Speaker
Description
The nucleoid-structuring protein H-NS silences segments of the enterobacterial genomes by binding to AT-rich nucleation sites and forming nucleoprotein filaments that block transcription over extended regions. H-NS:DNA filaments assemble on negatively supercoiled DNA and are stabilized by this DNA topology. In Salmonella, H-NS silences all major pathogenicity islands when the bacteria are outside their hosts. Given that H-NS is largely thought to obstruct RNA polymerase (RNAP) access to promoters, we were surprised to find that impairing Rho-dependent transcription termination leads to the constitutive activation of Salmonella pathogenicity islands (SPIs). How could termination play a role in regions that are not supposed to be transcribed? Our work on Salmonella pathogenicity island 1 (SPI-1) revealed that while H-NS efficiently represses bona fide promoters, it does not completely prevent RNAP from binding to intragenic promoter-like sequences that arise at high frequency in AT-rich regions. This is where Rho factor comes into play.
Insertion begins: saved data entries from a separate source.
//! In-process cluster harness: one coordinator, N data nodes on tempdir
//! file trees, N chat nodes, all on ephemeral ports.

use parley_chat::{ChatNodeConfig, ChatNodeHandle};
use parley_client::CoordinatorClient;
use parley_coordinator::{CoordinatorConfig, CoordinatorHandle};
use parley_data::{DataNodeConfig, DataNodeHandle, PollConfig};
use std::time::Duration;
use tempfile::TempDir;

pub struct Cluster {
    pub coordinator: CoordinatorHandle,
    pub data_nodes: Vec<DataNodeHandle>,
    pub chat_nodes: Vec<ChatNodeHandle>,
    pub client: CoordinatorClient,
    pub coordinator_url: String,
    _data_dir: TempDir,
}

impl Cluster {
    /// Spawns the cluster leaves-first: coordinator, then data nodes, then
    /// chat nodes. Registration order fixes roster iteration order.
    pub async fn start(data_nodes: usize, chat_nodes: usize) -> Cluster {
        let data_dir = TempDir::new().expect("tempdir");

        let coordinator = parley_coordinator::spawn(CoordinatorConfig {
            // the periodic sweep stays out of the way; re-establishment
            // triggers its own eager pass
            sweep_interval: Duration::from_secs(600),
            ..CoordinatorConfig::default()
        })
        .await
        .expect("coordinator");
        let coordinator_url = format!("http://127.0.0.1:{}", coordinator.addr.port());

        let mut data = Vec::new();
        for i in 0..data_nodes {
            data.push(
                parley_data::spawn(DataNodeConfig {
                    coordinator_url: coordinator_url.clone(),
                    data_dir: data_dir.path().to_path_buf(),
                    node_id: i.to_string(),
                    poll: PollConfig {
                        interval: Duration::from_millis(200),
                        budget: 25,
                    },
                    ..DataNodeConfig::default()
                })
                .await
                .expect("data node"),
            );
        }

        let mut chat = Vec::new();
        for _ in 0..chat_nodes {
            chat.push(
                parley_chat::spawn(ChatNodeConfig {
                    coordinator_url: coordinator_url.clone(),
                    log_retry_delay: Duration::from_millis(50),
                    ..ChatNodeConfig::default()
                })
                .await
                .expect("chat node"),
            );
        }

        let client = CoordinatorClient::new(coordinator_url.clone());
        Cluster {
            coordinator,
            data_nodes: data,
            chat_nodes: chat,
            client,
            coordinator_url,
            _data_dir: data_dir,
        }
    }

    /// Contents of one data node's log for `room`, empty if the file is
    /// missing.
    pub fn chat_log(&self, data_node: usize, room: &str) -> String {
        let path = self.data_nodes[data_node]
            .store_root
            .join("chatlogs")
            .join(format!("{}.txt", room));
        std::fs::read_to_string(path).unwrap_or_default()
    }

    /// Contents of one data node's chatrooms.txt.
    pub fn chatrooms_file(&self, data_node: usize) -> String {
        let path = self.data_nodes[data_node].store_root.join("chatrooms.txt");
        std::fs::read_to_string(path).unwrap_or_default()
    }
}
Aided (or recruited) by the transcription elongation factor NusG, Rho terminates transcription originating from these spurious promoters. This function is critical for maintaining H-NS-mediated SPI-1 silencing. When Rho or NusG is defective, spurious transcripts elongate, generating positive DNA supercoiling. This supercoiling propagates and invades the negatively supercoiled DNA:H-NS filament. As positive and negative supercoils neutralize each other, the loss of negative superhelicity destabilizes the H-NS:DNA complex, leading to filament disassembly. This disruption grants RNAP access to bona fide promoters, triggering a feedforward cascade that ultimately activates the entire 48-Kb island.